SASKATCHEWAN TRACK AND FIELD ASSOCIATION CONSTITUTION AND BYLAWS
ARTICLE I – OBJECTIVES Revised AGM 11/26/88
- The objective of the Association is to promote, encourage, and develop the widest participation and the highest proficiency amongst the members of the Saskatchewan Track and Field Association, including:
a) To arrange or assist in the arrangement of courses of instruction for coaches, athletes, officials and other interested persons in matters relative to the sport;
b) To promote or assist in the promotion of national meets, championships, competitions, demonstrations and events relative to track and field;
c) To set and enforce rules and regulations covering all members of the Association (in conjunction with Athletics Canada and the International Amateur Athletic Federation) and the repression of any abuses in the sport by members of the Association;
d) To approve any competitor or team of competitors chosen to represent Saskatchewan Track and Field Association in National, Regional or District competition either in Saskatchewan, Canada, or abroad;
e) To create, stimulate and increase public interest in matters of track and field;
f) To print and circulate an official publication and such other material as may seem conducive to the objectives of the Association; g) Without limiting the generality of the foregoing to do all things feasible for the betterment of track and field within and without the province of Saskatchewan.
ARTICLE II – MEMBERSHIP Revised AGM 11/21/92
- There shall be three classes of membership as follows:
a) Active membership, which shall include administrators, athletes, coaches and officials;
b) Affiliated memberships, which shall be all affiliated clubs;
c) Sustaining membership, which shall be all interested parties concerned with the betterment of track and field and who do not qualify as active or affiliated members and they shall be entitled to attend meetings of the members and/or directors. These classes of memberships are subject to: -Active and Affiliated members delivering to the registrar of the Association and the prescribed membership fee or fees, as determined by the Association from time to time in general meeting, together with the prescribed application and/or registration form or forms containing all required information. These forms shall be available from the registered office of the corporation and such other and further locations as the Association may determine from time to time; -Sustaining membership being granted at the discretion of the Directors and/or members of the Association.

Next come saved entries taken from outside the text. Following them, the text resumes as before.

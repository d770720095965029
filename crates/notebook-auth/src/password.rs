//! Password hashing.
//!
//! Argon2id with a random salt, stored as a PHC string
//! (`$argon2id$v=19$m=...$salt$hash`).

use argon2::password_hash::{PasswordHash, PasswordHasher as _, PasswordVerifier, SaltString};
use argon2::Argon2;
use rand::RngCore;

use crate::AuthError;

/// Minimum accepted password length.
pub const MIN_PASSWORD_LEN: usize = 8;

/// Password hasher configuration.
#[derive(Debug, Clone, Default)]
pub struct PasswordHasher {
    argon2: Argon2<'static>,
}

impl PasswordHasher {
    /// Create a hasher with the default Argon2id parameters.
    pub fn new() -> Self {
        Self::default()
    }

    /// Hash a password.
    pub fn hash(&self, password: &str) -> Result<String, AuthError> {
        let mut salt_bytes = [0u8; 16];
        rand::thread_rng().fill_bytes(&mut salt_bytes);
        let salt = SaltString::encode_b64(&salt_bytes)?;

        Ok(self
            .argon2
            .hash_password(password.as_bytes(), &salt)?
            .to_string())
    }

    /// Verify a password against a stored hash.
    ///
    /// A wrong password is `Ok(false)`; an unparseable hash is an error.
    pub fn verify(&self, password: &str, hash: &str) -> Result<bool, AuthError> {
        let parsed = PasswordHash::new(hash)?;
        match self.argon2.verify_password(password.as_bytes(), &parsed) {
            Ok(()) => Ok(true),
            Err(argon2::password_hash::Error::Password) => Ok(false),
            Err(e) => Err(e.into()),
        }
    }

    /// Validate password strength.
    pub fn validate_password(password: &str) -> Result<(), AuthError> {
        if password.chars().count() < MIN_PASSWORD_LEN {
            return Err(AuthError::WeakPassword(format!(
                "Password must be at least {MIN_PASSWORD_LEN} characters"
            )));
        }
        Ok(())
    }
}

#[cfg(test)]
mod tests {
    use super::*;

    #[test]
    fn test_password_hash_and_verify() {
        let hasher = PasswordHasher::new();
        let password = "SecurePass123!";

        let hash = hasher.hash(password).unwrap();
        assert!(hash.starts_with("$argon2id$"));

        assert!(hasher.verify(password, &hash).unwrap());
        assert!(!hasher.verify("WrongPassword", &hash).unwrap());
    }

    #[test]
    fn test_password_validation() {
        assert!(PasswordHasher::validate_password("admin123").is_ok());
        assert!(PasswordHasher::validate_password("short").is_err());
    }

    #[test]
    fn test_different_hashes_for_same_password() {
        let hasher = PasswordHasher::new();
        let password = "TestPassword1";

        let hash1 = hasher.hash(password).unwrap();
        let hash2 = hasher.hash(password).unwrap();

        // Hashes should be different due to random salt
        assert_ne!(hash1, hash2);
        assert!(hasher.verify(password, &hash1).unwrap());
        assert!(hasher.verify(password, &hash2).unwrap());
    }

    #[test]
    fn test_garbage_hash_is_error() {
        let hasher = PasswordHasher::new();
        assert!(hasher.verify("whatever", "not-a-phc-string").is_err());
    }
}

- Members of the Association are expected to conduct themselves in a manner that will not be detrimental to the well being of the Association, or bring the good name of the Association or other members into disrepute. Members not in compliance with this rule will be subject to Disciplinary Action as outlined in Article XI-Investigation, Discipline and Appeals.
- An Active or Affiliated member may withdraw from membership in the Association by giving written notice of their intention to withdraw to the registered office of the Association; or by failure to renew as set forth in paragraph 4 hereof.
- Active and affiliated membership are deemed to end of the 31st day of December in each and every year; except in the case of a new member paying the prescribed membership fee during the months of September, October, November and December in any year, said member shall be granted membership for the ensuing track year, i.e. January 1 to December 31. However, if there is an appreciable increase in the membership fee determined at the meeting of members held in November of each year, said new member may be subject to a further levy.
- Honourary Life Membership may be conferred upon any individual at any time subject to ratification by the members at the next ensuing meeting of the members.
- Individuals who comprise the Executive, Board of Directors, standing committees or who represent the Association in any manner (ie. As an official, coach, or athlete) must be members of the Association.
ARTICLE III – MEETINGS OF MEMBERS Revised AGM 11/21/92
- The Annual Meeting of the members of the Association shall be held in the month of November in each and every calendar year.
- The Secretary of the Association shall send notice of the Annual Meeting of members to the affiliated members and officers and directors of the Association in compliance with Section 121 (1) (a), (b) and (c) and 2 of the Non-profit Corporations Act, and subject to the alternatives offered in the Non-profit corporations Act to the active and sustaining members of the Association; OR with respect to said active members, cause to be published, such notice, in compliance with Section 121 (3) (a) and (b).
- In the case of mailed notices such notices shall include the proposed agenda of the meeting and such further and other material as the directors may determine from time to time. Members in attendance shall constitute a quorum.
- Non-members of the Association shall be permitted to attend and to be heard at Annual Meetings of members on approval of the members present; approval shall be deemed given if 2/3 of the members present vote in favour thereof.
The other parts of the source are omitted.